▸ DIRECTIONS
Among the records below, find the lines that hold the word "true" and report how many there are, with no other words.
(Beginning of SOURCE DATA)
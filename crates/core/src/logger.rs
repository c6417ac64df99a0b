use std::collections::HashMap;
use std::fs::{self, File, OpenOptions};
use std::io::Write;
use std::path::{Path, PathBuf};
use std::sync::{mpsc, Mutex, OnceLock};

use anyhow::{Context, Result};
use chrono::Local;

static LOGGER: OnceLock<Mutex<Logger>> = OnceLock::new();

// Color indices for TUI rendering (mapped in the tui crate)
pub const COLOR_GRAY: u8 = 1;
pub const COLOR_BLUE: u8 = 2;

#[derive(Debug, Clone, Copy, PartialEq, Eq)]
pub enum Level {
    Debug,
    Info,
    Warn,
    Error,
}

impl Level {
    pub fn as_str(self) -> &'static str {
        match self {
            Level::Debug => "DEBUG",
            Level::Info => "INFO",
            Level::Warn => "WARN",
            Level::Error => "ERROR",
        }
    }
}

struct Logger {
    file: File,
    path: PathBuf,
    tui_tx: Option<mpsc::Sender<String>>,
    colors: HashMap<String, u8>,
    verbose: bool,
}

impl Logger {
    fn emit(&mut self, level: Level, prefix: &str, msg: &str) {
        if level == Level::Debug && !self.verbose {
            return;
        }
        let now = Local::now();
        writeln!(self.file, "{}", file_line(&now.format("%H:%M:%S%.3f").to_string(), level, prefix, msg)).ok();

        // The per-sample trace is far too chatty for the log panel.
        if level == Level::Debug {
            return;
        }
        if let Some(tx) = &self.tui_tx {
            let color = self.colors.get(prefix).copied().unwrap_or(0);
            let line = tui_line(level, prefix, color, &now.format("%H:%M:%S").to_string(), msg);
            if tx.send(line).is_err() {
                // Receiver gone: the TUI has shut down.
                self.tui_tx = None;
            }
        }
    }
}

/// Open `app.log` in `log_dir`, truncating it. `verbose` enables the file-only
/// trace written by [`debug_p`]. Until this is called every log call is a no-op.
pub fn init(log_dir: &Path, verbose: bool) -> Result<()> {
    fs::create_dir_all(log_dir)
        .with_context(|| format!("failed to create log directory {}", log_dir.display()))?;
    let path = log_dir.join("app.log");
    let file = OpenOptions::new()
        .create(true)
        .write(true)
        .truncate(true)
        .open(&path)
        .with_context(|| format!("failed to open log file {}", path.display()))?;

    LOGGER
        .set(Mutex::new(Logger { file, path, tui_tx: None, colors: HashMap::new(), verbose }))
        .ok();
    Ok(())
}

/// Where the log file lives, once initialised.
pub fn log_path() -> Option<PathBuf> {
    LOGGER.get().map(|l| l.lock().unwrap().path.clone())
}

/// Mirror every non-debug line to the TUI log panel.
pub fn set_tui_sender(tx: mpsc::Sender<String>) {
    if let Some(logger) = LOGGER.get() {
        logger.lock().unwrap().tui_tx = Some(tx);
    }
}

/// Give a prefix its TUI color.
pub fn register_prefix(prefix: &str, color: u8) {
    if let Some(logger) = LOGGER.get() {
        logger.lock().unwrap().colors.insert(prefix.to_string(), color);
    }
}

fn file_line(ts: &str, level: Level, prefix: &str, msg: &str) -> String {
    if prefix.is_empty() {
        format!("[{}] [{}] {}", ts, level.as_str(), msg)
    } else {
        format!("[{}] [{}] [{}] {}", ts, level.as_str(), prefix, msg)
    }
}

/// TUI lines are `level\x1fprefix\x1fcolor\x1ftimestamp\x1fmessage`.
fn tui_line(level: Level, prefix: &str, color: u8, ts: &str, msg: &str) -> String {
    format!("{}\x1f{}\x1f{}\x1f{}\x1f{}", level.as_str(), prefix, color, ts, msg)
}

pub fn log(level: Level, prefix: &str, msg: &str) {
    if let Some(logger) = LOGGER.get() {
        logger.lock().unwrap().emit(level, prefix, msg);
    }
}

pub fn info(msg: &str) {
    log(Level::Info, "", msg);
}

pub fn warn(msg: &str) {
    log(Level::Warn, "", msg);
}

pub fn error(msg: &str) {
    log(Level::Error, "", msg);
}

pub fn info_p(prefix: &str, msg: &str) {
    log(Level::Info, prefix, msg);
}

pub fn warn_p(prefix: &str, msg: &str) {
    log(Level::Warn, prefix, msg);
}

/// File-only trace, dropped unless the logger was initialised verbose.
pub fn debug_p(prefix: &str, msg: &str) {
    log(Level::Debug, prefix, msg);
}

#[cfg(test)]
mod tests {
    use super::*;

    #[test]
    fn file_line_omits_empty_prefix() {
        assert_eq!(file_line("12:00:00.000", Level::Info, "", "hi"), "[12:00:00.000] [INFO] hi");
        assert_eq!(
            file_line("12:00:00.000", Level::Warn, "engine", "moved"),
            "[12:00:00.000] [WARN] [engine] moved"
        );
    }

    #[test]
    fn tui_line_has_five_fields() {
        let line = tui_line(Level::Error, "sim", COLOR_GRAY, "12:00:00", "a\x1fb");
        let parts: Vec<&str> = line.splitn(5, '\x1f').collect();
        assert_eq!(parts, ["ERROR", "sim", "1", "12:00:00", "a\x1fb"]);
    }

    #[test]
    fn logging_before_init_is_a_noop() {
        // Tests never initialise the global logger.
        info("nothing");
        debug_p("engine", "nothing");
        assert!(log_path().is_none());
    }
}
(End of SOURCE DATA)
▸ EXERCISE OUTPUT
3